Technology and techniques for inter-process communication within a DIS have evolved considerably in recent years. Please critically review the following techniques CORBA, SOAP, DCE and SOCKETS for inter-process communication. And why certain methods are gaining popularity in industry and why others are losing. For better description, at least 1500 words are requested.

Solution:

CORBA

CORBA is a distributed object framework proposed by a consortium of hundreds of companies called the Object Management Group (OMG). The core of the CORBA architecture is the Object Request Broker (ORB) that acts as the object bus over which objects transparently interact with other objects located locally or remotely. A CORBA object is represented to the outside world by an interface with a set of methods. A particular instance of an object is identified by an object reference. The client of a CORBA object acquires its object reference and uses it as a handle to make method calls, as if the object is located in the client's address space. The ORB is responsible for all the mechanisms required to find the object's implementation, prepare it to receive the request, communicate the request to it, and carry the reply if any back to the client. The object implementation interacts with the ORB through either an Object Adapter (OA) or through the ORB interface.
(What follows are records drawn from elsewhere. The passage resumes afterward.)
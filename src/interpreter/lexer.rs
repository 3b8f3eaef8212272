use tracing::trace;

use crate::source::Span;

/// Maximum number of simultaneously open indentation levels.
pub const MAX_INDENT_STACK: usize = 64;

/// Represents a lexical token kind.
///
/// A token is a minimal but meaningful unit of text produced by the
/// lexer. Besides the textual tokens, the lexer synthesizes the virtual
/// `Newline`/`Indent`/`Dedent` tokens that delimit statements and
/// blocks, a repeatable `Eof`, and a single `Error` token after which
/// it must not be called again.
#[derive(Debug, Clone, Copy, PartialEq, Eq)]
pub enum TokenKind {
    /// One or more decimal digits, e.g. `42`.
    IntLiteral,
    /// A double-quoted string on a single line, quotes included.
    StringLiteral,
    /// A name such as `x` or `_count2`.
    Identifier,
    /// `if`
    KwIf,
    /// `elif`
    KwElif,
    /// `else`
    KwElse,
    /// `while`
    KwWhile,
    /// `print`
    KwPrint,
    /// `pass`
    KwPass,
    /// `+`
    Plus,
    /// `-`
    Minus,
    /// `*`
    Star,
    /// `/`
    Slash,
    /// `(`
    LParen,
    /// `)`
    RParen,
    /// `[`
    LBracket,
    /// `]`
    RBracket,
    /// `,`
    Comma,
    /// `:`
    Colon,
    /// `=`
    Equals,
    /// `==`
    Eq,
    /// `!=`
    Ne,
    /// `<`
    Lt,
    /// `<=`
    Le,
    /// `>`
    Gt,
    /// `>=`
    Ge,
    /// End of a non-empty line. When the line ends in a comment the
    /// token starts at the `#`, so diagnostics anchored to the line end
    /// point at the comment rather than past it.
    Newline,
    /// The line is indented deeper than the previous one; spans the
    /// additional whitespace.
    Indent,
    /// The line returns to an enclosing indentation level. Several
    /// dedents may be produced at once.
    Dedent,
    /// End of input; returned repeatedly once reached.
    Eof,
    /// A lexical error; [`Lexer::error_message`] holds the reason.
    Error,
}

impl TokenKind {
    /// The uppercase name used when rendering tokens.
    #[must_use]
    pub const fn name(self) -> &'static str {
        match self {
            Self::IntLiteral => "INT_LITERAL",
            Self::StringLiteral => "STRING_LITERAL",
            Self::Identifier => "IDENTIFIER",
            Self::KwIf => "KW_IF",
            Self::KwElif => "KW_ELIF",
            Self::KwElse => "KW_ELSE",
            Self::KwWhile => "KW_WHILE",
            Self::KwPrint => "KW_PRINT",
            Self::KwPass => "KW_PASS",
            Self::Plus => "PLUS",
            Self::Minus => "MINUS",
            Self::Star => "STAR",
            Self::Slash => "SLASH",
            Self::LParen => "LPAREN",
            Self::RParen => "RPAREN",
            Self::LBracket => "LBRACKET",
            Self::RBracket => "RBRACKET",
            Self::Comma => "COMMA",
            Self::Colon => "COLON",
            Self::Equals => "EQUALS",
            Self::Eq => "EQ",
            Self::Ne => "NE",
            Self::Lt => "LT",
            Self::Le => "LE",
            Self::Gt => "GT",
            Self::Ge => "GE",
            Self::Newline => "NEWLINE",
            Self::Indent => "INDENT",
            Self::Dedent => "DEDENT",
            Self::Eof => "EOF",
            Self::Error => "ERROR",
        }
    }
}

/// A token: its kind plus the covered slice of the source text.
#[derive(Debug, Clone, Copy, PartialEq, Eq)]
pub struct Token {
    /// The kind of the token.
    pub kind: TokenKind,
    /// The covered source range. Empty for `Eof` and pending `Dedent`s.
    pub span: Span,
}

impl Token {
    /// Renders the token as `NAME("lexeme")` with an escaped lexeme,
    /// given the text the span points into.
    #[must_use]
    pub fn describe(&self, text: &str) -> String {
        format!("{}({:?})", self.kind.name(), &text[self.span.start..self.span.end])
    }
}

/// The indentation-aware lexer.
///
/// The lexer requires normalized input: no `\r` and a final `\n`
/// (guaranteed by [`crate::source::Source`]). It keeps a stack of open
/// indentation widths; when a line starts at a new width it emits
/// `Indent` or one `Dedent` per closed level, the surplus being
/// delivered on subsequent calls. Lines containing only whitespace and
/// comments produce no tokens at all.
///
/// After an `Error` token has been returned the lexer must not be
/// called again; the parser aborts on the first diagnostic, which
/// upholds this.
pub struct Lexer<'src> {
    text:            &'src str,
    start:           usize,
    current:         usize,
    indent_stack:    [usize; MAX_INDENT_STACK],
    indent_top:      usize,
    pending_dedents: usize,
    empty_line:      bool,
    error_message:   Option<&'static str>,
}

impl<'src> Lexer<'src> {
    /// Creates a lexer over normalized source text.
    #[must_use]
    pub fn new(text: &'src str) -> Self {
        debug_assert!(text.ends_with('\n'), "source text must be normalized");
        Self { text,
               start: 0,
               current: 0,
               indent_stack: [0; MAX_INDENT_STACK],
               indent_top: 0,
               pending_dedents: 0,
               empty_line: true,
               error_message: None }
    }

    /// The reason for a previously returned `Error` token.
    #[must_use]
    pub fn error_message(&self) -> Option<&'static str> {
        self.error_message
    }

    /// Produces the next token.
    ///
    /// Pending dedents are delivered first; afterwards one token is
    /// scanned, skipping lines that contain no tokens.
    pub fn next_token(&mut self) -> Token {
        debug_assert!(self.error_message.is_none(),
                      "the lexer must not be called after an error");
        loop {
            if self.pending_dedents > 0 {
                self.pending_dedents -= 1;
                return self.make_token(TokenKind::Dedent);
            }
            let kind = self.parse_token();
            if kind == TokenKind::Newline && self.empty_line {
                // The line held only whitespace and comments.
                continue;
            }
            self.empty_line = kind == TokenKind::Newline;
            return self.make_token(kind);
        }
    }

    fn make_token(&self, kind: TokenKind) -> Token {
        let token = Token { kind,
                            span: Span::new(self.start, self.current) };
        trace!(target: "natrix::lexer", "{}", token.describe(self.text));
        token
    }

    /// The byte at the cursor, with `0` standing in for end of input.
    fn peek(&self) -> u8 {
        self.text.as_bytes().get(self.current).copied().unwrap_or(0)
    }

    fn error(&mut self, message: &'static str) -> TokenKind {
        self.error_message = Some(message);
        TokenKind::Error
    }

    /// Scans one token, handling the start-of-line indentation check
    /// first when the previous token ended a line.
    fn parse_token(&mut self) -> TokenKind {
        debug_assert_eq!(self.pending_dedents, 0);
        if self.empty_line {
            let mut indent = 0;
            while self.peek() == b' ' {
                self.current += 1;
                indent += 1;
            }
            let next = self.peek();
            if next != b'#' && next != b'\n' && indent != self.indent_stack[self.indent_top] {
                return self.handle_indentation_change(indent);
            }
        }

        self.skip_whitespace();
        if self.peek().is_ascii_digit() {
            while self.peek().is_ascii_digit() {
                self.current += 1;
            }
            return TokenKind::IntLiteral;
        }
        if self.peek().is_ascii_alphabetic() || self.peek() == b'_' {
            while self.peek().is_ascii_alphanumeric() || self.peek() == b'_' {
                self.current += 1;
            }
            return keyword_or_identifier(&self.text[self.start..self.current]);
        }
        let byte = self.peek();
        self.current += 1;
        match byte {
            0 => {
                // Rewind so that `Eof` is returned on subsequent calls.
                self.current -= 1;
                TokenKind::Eof
            },
            b'\n' => TokenKind::Newline,
            b'+' => TokenKind::Plus,
            b'-' => TokenKind::Minus,
            b'*' => TokenKind::Star,
            b'/' => TokenKind::Slash,
            b'(' => TokenKind::LParen,
            b')' => TokenKind::RParen,
            b'[' => TokenKind::LBracket,
            b']' => TokenKind::RBracket,
            b',' => TokenKind::Comma,
            b':' => TokenKind::Colon,
            b'=' => {
                if self.peek() == b'=' {
                    self.current += 1;
                    TokenKind::Eq
                } else {
                    TokenKind::Equals
                }
            },
            b'!' => {
                if self.peek() == b'=' {
                    self.current += 1;
                    TokenKind::Ne
                } else {
                    self.error("invalid syntax")
                }
            },
            b'<' => {
                if self.peek() == b'=' {
                    self.current += 1;
                    TokenKind::Le
                } else {
                    TokenKind::Lt
                }
            },
            b'>' => {
                if self.peek() == b'=' {
                    self.current += 1;
                    TokenKind::Ge
                } else {
                    TokenKind::Gt
                }
            },
            b'"' => {
                // todo escape sequences
                loop {
                    match self.peek() {
                        b'"' => {
                            self.current += 1;
                            return TokenKind::StringLiteral;
                        },
                        b'\n' => return self.error("unterminated string"),
                        _ => self.current += 1,
                    }
                }
            },
            _ => {
                // Consume the rest of a multi-byte character so the
                // error span stays on a character boundary.
                while !self.text.is_char_boundary(self.current) {
                    self.current += 1;
                }
                self.error("unexpected character")
            },
        }
    }

    /// Skips spaces and comments and records the token start.
    ///
    /// A comment is folded into the trailing `Newline` token: the token
    /// start is moved back to the `#`, which keeps diagnostics like
    /// "expected closing parenthesis" anchored to a visible position.
    fn skip_whitespace(&mut self) {
        while self.peek() == b' ' {
            self.current += 1;
        }
        self.start = self.current;
        if self.peek() == b'#' {
            while self.peek() != b'\n' {
                debug_assert!(self.current < self.text.len(),
                              "source text must end with a newline");
                self.current += 1;
            }
        }
    }

    /// Compares the indentation of a fresh line with the stack and
    /// emits `Indent` or the first of possibly several `Dedent`s.
    fn handle_indentation_change(&mut self, indent: usize) -> TokenKind {
        let last_indent = self.indent_stack[self.indent_top];
        if indent > last_indent {
            self.start = self.current - indent + last_indent;
            if self.indent_top + 1 == MAX_INDENT_STACK {
                return self.error("too many indentation levels");
            }
            self.indent_top += 1;
            self.indent_stack[self.indent_top] = indent;
            TokenKind::Indent
        } else {
            debug_assert!(indent < last_indent);
            debug_assert_eq!(self.pending_dedents, 0);
            self.start = self.current - indent;
            while self.indent_top > 0 && indent < self.indent_stack[self.indent_top] {
                self.pending_dedents += 1;
                self.indent_top -= 1;
            }
            if indent != self.indent_stack[self.indent_top] {
                return self.error("unindent does not match any outer indentation level");
            }
            self.pending_dedents -= 1;
            TokenKind::Dedent
        }
    }
}

/// Resolves an identifier lexeme against the keyword table.
fn keyword_or_identifier(lexeme: &str) -> TokenKind {
    match lexeme {
        "if" => TokenKind::KwIf,
        "elif" => TokenKind::KwElif,
        "else" => TokenKind::KwElse,
        "while" => TokenKind::KwWhile,
        "print" => TokenKind::KwPrint,
        "pass" => TokenKind::KwPass,
        _ => TokenKind::Identifier,
    }
}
• CORBA objects can be located anywhere on a network.
• CORBA objects can interoperate with objects written on other platforms.
• CORBA objects can be written in any programming language for which there is a mapping from IDL to that language.

Developers use CORBA to distribute applications across client-server, peer-to-peer, 3-tier, n-tier, Internet/Intranet etc. networks. Instead of having hundreds of thousands of lines of code running on mainframe computers with dumb terminals, smaller, more robust applications that communicate between file servers and workstations are now necessary. To keep this distribution of applications simple, a plug-and- play architecture is necessary to distribute the client-server (CS) applications.

And why certain methods are gaining popularity in industry and why others are losing?

There are a number of limitations to the existing component technologies, two of these ...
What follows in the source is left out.